Brian Palmer | June 15, 2017

Topics: Black cemeteries, Friends of East End Cemetery, jim crow laws

As a member of the volunteer effort, I’m happy to see stories about the ongoing reclamation of East End and Evergreen cemeteries.

The story, however, needs correction. The Great Depression may have forced some African Americans to leave Richmond, but between 1930 and 1940, the “Negro” population increased, according to the U.S. Census from those years, from 52,988 to 61,251. (The Black population did decline from 1920 to 1930.) The main force affecting the lives of Black Virginians in the first half of the 20th century—and the community’s ability to maintain its cemeteries—was Jim Crow.

A sustained assault on African American rights and wealth, in Virginia and across the South, began immediately after the Civil War. The wholesale disenfranchisement of Black men—not to mention terrorism, implied and executed—meant that the community had no power over the public purse.
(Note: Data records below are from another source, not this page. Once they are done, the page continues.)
/// Coherence tracker — heuristic detection of unsynchronized shared writes.
///
/// Each registered variable carries a sharing state modelled on a
/// cache-coherence protocol:
///
/// ```text
/// Virgin ──read/write──▶ Exclusive ──read by 2nd accessor──▶ Shared
///                            │                                 │
///                            └──write by new accessor──┐       │ write
///                                                      ▼       ▼
///                                                  Shared-Modified
/// ```
///
/// Clients call [`CoherenceTracker::read`] / [`CoherenceTracker::write`]
/// around every touch of a shared variable. A write that moves the variable
/// into (or adds a new writer to) `Shared-Modified` is reported as
/// [`SyncError::DataRace`]. The tracker only sees the calls it is told
/// about; it cannot observe unmediated memory access.
///
/// Every entry has its own guard, so traffic on one variable never blocks
/// another. The accessor set of an entry only grows.
use crate::error::{Result, SyncError};
use compact_str::CompactString;
use parking_lot::{Mutex, RwLock};
use serde::Serialize;
use std::collections::{BTreeSet, HashMap};
use std::fmt;
use std::sync::atomic::{AtomicU64, Ordering};
use std::sync::Arc;
use tracing::warn;

/// Identifies the thread or process touching a variable.
///
/// Use either explicit ids ([`AccessorId::new`]) or per-thread ids
/// ([`AccessorId::current`]) within one tracker, not both: the two are
/// drawn from the same number space.
#[derive(Debug, Clone, Copy, PartialEq, Eq, PartialOrd, Ord, Hash, Serialize)]
#[serde(transparent)]
pub struct AccessorId(u64);

static NEXT_ACCESSOR: AtomicU64 = AtomicU64::new(1);

thread_local! {
    static CURRENT_ACCESSOR: AccessorId =
        AccessorId(NEXT_ACCESSOR.fetch_add(1, Ordering::Relaxed));
}

impl AccessorId {
    pub const fn new(id: u64) -> Self {
        Self(id)
    }

    pub const fn get(self) -> u64 {
        self.0
    }

    /// Stable id of the calling thread, assigned on first use.
    pub fn current() -> Self {
        CURRENT_ACCESSOR.with(|id| *id)
    }
}

impl fmt::Display for AccessorId {
    fn fmt(&self, f: &mut fmt::Formatter<'_>) -> fmt::Result {
        write!(f, "accessor#{}", self.0)
    }
}

/// Sharing state of one tracked variable.
#[derive(Debug, Clone, Copy, Default, PartialEq, Eq, Hash, Serialize)]
pub enum CoherenceState {
    /// Never accessed.
    #[default]
    Virgin,
    /// Accessed by exactly one accessor so far.
    Exclusive,
    /// Read by several accessors, not yet written by a second one.
    Shared,
    /// Written by more than one accessor without an observed handoff.
    #[serde(rename = "Shared-Modified")]
    SharedModified,
}

impl CoherenceState {
    pub fn label(self) -> &'static str {
        match self {
            Self::Virgin => "Virgin",
            Self::Exclusive => "Exclusive",
            Self::Shared => "Shared",
            Self::SharedModified => "Shared-Modified",
        }
    }
}

impl fmt::Display for CoherenceState {
    fn fmt(&self, f: &mut fmt::Formatter<'_>) -> fmt::Result {
        f.write_str(self.label())
    }
}

/// Summary of one variable, as returned by [`CoherenceTracker::report`].
#[derive(Debug, Clone, PartialEq, Eq, Serialize)]
pub struct VariableReport {
    pub name: String,
    pub state: CoherenceState,
    pub owners: Vec<AccessorId>,
    pub races: u64,
}

#[derive(Debug, Default)]
struct Entry {
    state: CoherenceState,
    owners: BTreeSet<AccessorId>,
    races: u64,
}

impl Entry {
    fn on_read(&mut self, who: AccessorId) {
        self.owners.insert(who);
        match self.state {
            CoherenceState::Virgin => self.state = CoherenceState::Exclusive,
            CoherenceState::Exclusive if self.owners.len() > 1 => {
                self.state = CoherenceState::Shared
            }
            _ => {}
        }
    }

    /// Apply a write; returns true if it constitutes a race.
    fn on_write(&mut self, who: AccessorId) -> bool {
        match self.state {
            CoherenceState::Virgin => {
                self.state = CoherenceState::Exclusive;
                self.owners.clear();
                self.owners.insert(who);
                false
            }
            CoherenceState::Exclusive => {
                if self.owners.contains(&who) {
                    return false;
                }
                self.state = CoherenceState::SharedModified;
                self.owners.insert(who);
                true
            }
            CoherenceState::Shared => {
                self.state = CoherenceState::SharedModified;
                self.owners.insert(who);
                true
            }
            // Already flagged; only a writer we have not seen before is new.
            CoherenceState::SharedModified => self.owners.insert(who),
        }
    }
}

/// Registry of tracked variables.
///
/// One instance per logical scope, constructed by the client and handed to
/// its workers by reference.
#[derive(Debug, Default)]
pub struct CoherenceTracker {
    entries: RwLock<HashMap<CompactString, Arc<Mutex<Entry>>>>,
    races: AtomicU64,
}

impl CoherenceTracker {
    pub fn new() -> Self {
        Self::default()
    }

    /// Start tracking `name` in the `Virgin` state.
    ///
    /// Registering a name twice is a no-op and leaves its state untouched.
    /// Returns true if the name was newly registered.
    pub fn register(&self, name: &str) -> bool {
        if self.entries.read().contains_key(name) {
            return false;
        }
        let mut entries = self.entries.write();
        if entries.contains_key(name) {
            return false;
        }
        entries.insert(CompactString::new(name), Arc::default());
        true
    }

    /// Record a read of `name` by `who`. Reads never signal a race.
    pub fn read(&self, name: &str, who: AccessorId) -> Result<()> {
        let entry = self.entry(name)?;
        entry.lock().on_read(who);
        Ok(())
    }

    /// Record a write of `name` by `who`.
    ///
    /// The state transition is applied before the race, if any, is
    /// returned as [`SyncError::DataRace`].
    pub fn write(&self, name: &str, who: AccessorId) -> Result<()> {
        let entry = self.entry(name)?;
        let mut guard = entry.lock();
        let previous = guard.state;
        if !guard.on_write(who) {
            return Ok(());
        }
        guard.races += 1;
        let state = guard.state;
        drop(guard);

        self.races.fetch_add(1, Ordering::Relaxed);
        warn!(
            variable = name,
            accessor = %who,
            from = %previous,
            to = %state,
            "data race detected"
        );
        Err(SyncError::DataRace {
            variable: name.to_string(),
            accessor: who,
            state,
        })
    }

    pub fn state(&self, name: &str) -> Option<CoherenceState> {
        let entry = self.entries.read().get(name).cloned()?;
        let state = entry.lock().state;
        Some(state)
    }

    /// Accessors recorded for `name`, ascending.
    pub fn owners(&self, name: &str) -> Option<Vec<AccessorId>> {
        let entry = self.entries.read().get(name).cloned()?;
        let owners = entry.lock().owners.iter().copied().collect();
        Some(owners)
    }

    pub fn is_registered(&self, name: &str) -> bool {
        self.entries.read().contains_key(name)
    }

    pub fn len(&self) -> usize {
        self.entries.read().len()
    }

    pub fn is_empty(&self) -> bool {
        self.entries.read().is_empty()
    }

    /// Total races signalled across every variable.
    pub fn races_detected(&self) -> u64 {
        self.races.load(Ordering::Relaxed)
    }

    /// Per-variable summary, sorted by name.
    pub fn report(&self) -> Vec<VariableReport> {
        let entries: Vec<(CompactString, Arc<Mutex<Entry>>)> = self
            .entries
            .read()
            .iter()
            .map(|(name, entry)| (name.clone(), Arc::clone(entry)))
            .collect();

        let mut report: Vec<VariableReport> = entries
            .into_iter()
            .map(|(name, entry)| {
                let entry = entry.lock();
                VariableReport {
                    name: name.to_string(),
                    state: entry.state,
                    owners: entry.owners.iter().copied().collect(),
                    races: entry.races,
                }
            })
            .collect();
        report.sort_by(|a, b| a.name.cmp(&b.name));
        report
    }

    fn entry(&self, name: &str) -> Result<Arc<Mutex<Entry>>> {
        self.entries
            .read()
            .get(name)
            .cloned()
            .ok_or_else(|| SyncError::UnregisteredVariable {
                variable: name.to_string(),
            })
    }
}
/// Banker's safety scan.
///
/// Pure functions over plain vectors so the scan can be evaluated on a
/// hypothetical state before it is committed. The allocator calls these
/// while holding its ledger lock.
use std::iter::zip;

/// Remaining demand per process: `max_claim[p][r] - allocated[p][r]`.
pub fn need(max_claim: &[Vec<u32>], allocated: &[Vec<u32>]) -> Vec<Vec<u32>> {
    zip(max_claim, allocated)
        .map(|(ceiling, held)| {
            zip(ceiling, held)
                .map(|(&m, &a)| m.saturating_sub(a))
                .collect()
        })
        .collect()
}

/// Find a completion order in which every process can obtain its full
/// remaining demand, starting from `available` units.
///
/// Each pass walks the processes in index order and finishes every process
/// whose whole `need` vector fits in `work`, returning its allocation to
/// `work`. Passes repeat until one finishes nobody. Returns the order in
/// which processes were finished, or `None` if some process never could be.
pub fn safe_sequence(
    available: &[u32],
    allocated: &[Vec<u32>],
    max_claim: &[Vec<u32>],
) -> Option<Vec<usize>> {
    let need = need(max_claim, allocated);
    let processes = need.len();

    let mut work = available.to_vec();
    let mut finished = vec![false; processes];
    let mut order = Vec::with_capacity(processes);

    loop {
        let mut progressed = false;
        for pid in 0..processes {
            if finished[pid] {
                continue;
            }
            let fits = zip(&need[pid], &work).all(|(&n, &w)| n <= w);
            if fits {
                // Pretend the process runs to completion and hands back
                // everything it holds.
                for (w, &held) in zip(&mut work, &allocated[pid]) {
                    *w += held;
                }
                finished[pid] = true;
                order.push(pid);
                progressed = true;
            }
        }
        if !progressed {
            break;
        }
    }

    (order.len() == processes).then_some(order)
}

/// True iff some completion order exists for the given state.
pub fn is_safe(available: &[u32], allocated: &[Vec<u32>], max_claim: &[Vec<u32>]) -> bool {
    safe_sequence(available, allocated, max_claim).is_some()
}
White elites were free to use public money as they saw fit—to fund Confederate graves and monuments, for example—and to reassert their supremacy in all areas of civic life.

The Black community was under attack from many directions through institutional discrimination. It was starved of public resources. It’s no wonder its cemeteries suffered.

There are new developments in the cemetery situation. Evergreen Cemetery was recently sold to a small nonprofit called Enrichmond. East End is likely the next purchase. The Friends of East End Cemetery, of which I am a member, will hold a public meeting to discuss what’s happening at East End. (Details below.) We will update the community on the progress of the restoration effort and share our short- and long-term goals. Descendants and community members are invited to speak. We have also invited Enrichmond and the Virginia Outdoors Foundation (VOF), the state-chartered agency that will provide the conservation easement on the property, to say a few words and to answer questions from the public about their plans.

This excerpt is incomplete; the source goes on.